▶ PROVIDED RECORDS:
═══
//! Typst markup for the printed quote/invoice.
//!
//! The layout mirrors the business's paper documents: accent-colored
//! header, document numbers on the left with issuer contact on the right,
//! BILL TO and EVENT DETAILS side by side, the charges table, the totals
//! column, banking details, and a footer strip.

use caterbook_pricing::{format_date, format_zar};

use crate::layout::ExportJob;

const ACCENT: &str = "rgb(237, 125, 38)";
const DUE_RED: &str = "rgb(179, 0, 0)";

/// Escape text so user input renders literally in Typst markup.
fn escape(text: &str) -> String {
    let mut out = String::with_capacity(text.len());
    for c in text.chars() {
        if matches!(c, '\\' | '#' | '$' | '%' | '&' | '*' | '_' | '~' | '@' | '[' | ']' | '<' | '>') {
            out.push('\\');
        }
        out.push(c);
    }
    out
}

/// Multi-line user text (addresses) as Typst forced line breaks.
fn multiline(text: &str) -> String {
    text.lines()
        .map(escape)
        .collect::<Vec<_>>()
        .join(" \\\n")
}

/// Quantities print without a trailing `.0` for whole numbers.
fn quantity(n: f64) -> String {
    if n.fract() == 0.0 && n.abs() < 1e15 {
        format!("{}", n as i64)
    } else {
        format!("{n}")
    }
}

impl ExportJob {
    /// Build the complete Typst source for this document.
    pub fn typst_source(&self) -> String {
        let doc = &self.document;
        let profile = &self.profile;
        let totals = self.totals();
        let label = doc.kind.display_name();

        let mut source = format!(
            "#set page(width: 595.28pt, height: 841.89pt, margin: (x: 40pt, top: 44pt, bottom: 44pt))\n\
             #set text(size: 10pt)\n\
             #let accent = {ACCENT}\n\n\
             #text(size: 22pt, weight: \"bold\", fill: accent)[{name}]\n",
            name = escape(&profile.name),
        );
        if !profile.tagline.is_empty() {
            source.push_str(&format!(
                "#linebreak()\n#text(style: \"italic\")[{}]\n",
                escape(&profile.tagline)
            ));
        }

        source.push_str(&format!(
            "#v(14pt)\n\
             #grid(columns: (1fr, 1fr), gutter: 12pt,\n\
             [\n\
             *{label} Number:* {id} \\\n\
             *{label} Date:* {date} \\\n\
             *Due Date:* {due}\n\
             ],\n\
             align(right)[\n\
             {issuer}\n\
             ],\n\
             )\n",
            id = escape(&doc.id),
            date = format_date(doc.created_at),
            due = escape(&profile.due_note),
            issuer = multiline(&[
                profile.location.as_str(),
                profile.email.as_str(),
                profile.phone.as_str(),
            ]
            .iter()
            .filter(|s| !s.is_empty())
            .copied()
            .collect::<Vec<_>>()
            .join("\n")),
        ));

        let mut bill_to = format!("*{}*", escape(&doc.client_name));
        if !doc.company.is_empty() {
            bill_to.push_str(&format!(" \\\n{}", escape(&doc.company)));
        }
        if !doc.address.is_empty() {
            bill_to.push_str(&format!(" \\\n{}", multiline(&doc.address)));
        }
        for contact in [&doc.email, &doc.phone] {
            if !contact.is_empty() {
                bill_to.push_str(&format!(" \\\n{}", escape(contact)));
            }
        }

        source.push_str(&format!(
            "#v(18pt)\n\
             #grid(columns: (1fr, 1fr), gutter: 12pt,\n\
             [\n\
             #text(weight: \"bold\", fill: accent)[BILL TO:]\n\
             #linebreak()\n\
             {bill_to}\n\
             ],\n\
             [\n\
             #text(weight: \"bold\", fill: accent)[EVENT DETAILS]\n\
             #linebreak()\n\
             *Event Name:* {event_name} \\\n\
             *Event Date:* {event_date} \\\n\
             *Type:* {event_type} \\\n\
             *Guests:* {guests}\n\
             ],\n\
             )\n",
            event_name = escape(&doc.event_name),
            event_date = escape(&doc.event_date),
            event_type = escape(&doc.event_type),
            guests = quantity(doc.guest_count),
        ));

        let mut rows = String::new();
        for item in self.line_items() {
            rows.push_str(&format!(
                "[{}], [{}], [{}], [{}],\n",
                escape(&item.description),
                quantity(item.quantity),
                format_zar(item.unit_price),
                format_zar(item.total),
            ));
        }
        source.push_str(&format!(
            "#v(18pt)\n\
             #table(\n\
             columns: (1fr, auto, auto, auto),\n\
             align: (left, right, right, right),\n\
             fill: (_, row) => if row == 0 {{ luma(235) }} else {{ white }},\n\
             [*DESCRIPTION*], [*QUANTITY*], [*UNIT PRICE (ZAR)*], [*TOTAL (ZAR)*],\n\
             {rows})\n",
        ));

        source.push_str(&format!(
            "#v(10pt)\n#align(right)[\n*Subtotal:* {}\n",
            format_zar(totals.grand_total)
        ));
        if self.charges.deposit > 0.0 {
            source.push_str(&format!(
                "#linebreak()\nDeposit Received: -{}\n",
                format_zar(self.charges.deposit)
            ));
        }
        source.push_str(&format!(
            "#linebreak()\n#text(weight: \"bold\", fill: {DUE_RED})[BALANCE DUE: {}]\n]\n",
            format_zar(totals.balance_due)
        ));

        let banking = &profile.banking;
        source.push_str(&format!(
            "#v(18pt)\n\
             #text(weight: \"bold\", fill: accent)[BANKING DETAILS]\n\
             #linebreak()\n\
             *EFT Payment:* \\\n\
             {account_name} \\\n\
             {bank} \\\n\
             Account: {account_number} \\\n\
             Branch Code: {branch_code} \\\n\
             Reference: {reference}\n",
            account_name = escape(&banking.account_name),
            bank = escape(&banking.bank),
            account_number = escape(&banking.account_number),
            branch_code = escape(&banking.branch_code),
            reference = escape(&banking.reference_note),
        ));

        source.push_str(&format!(
            "#v(1fr)\n\
             #block(width: 100%, fill: accent, inset: 12pt)[\n\
             #align(center)[\n\
             #text(fill: white, weight: \"bold\")[Thank you for choosing {name}]\n\
             #linebreak()\n\
             #text(fill: white, size: 8pt)[{contact}]\n\
             ]\n\
             ]\n",
            name = escape(&profile.name),
            contact = escape(&profile.contact_line()),
        ));

        source
    }
}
═══
▶ AIM OF THE EXERCISE: Taking the material above, extract exactly and only the lines from the line with "paper documents: accent-colored" to the line with "in Typst markup.", inclusive of both.

▶ THE COMPLETED TASK:
//! The layout mirrors the business's paper documents: accent-colored
//! header, document numbers on the left with issuer contact on the right,
//! BILL TO and EVENT DETAILS side by side, the charges table, the totals
//! column, banking details, and a footer strip.

use caterbook_pricing::{format_date, format_zar};

use crate::layout::ExportJob;

const ACCENT: &str = "rgb(237, 125, 38)";
const DUE_RED: &str = "rgb(179, 0, 0)";

/// Escape text so user input renders literally in Typst markup.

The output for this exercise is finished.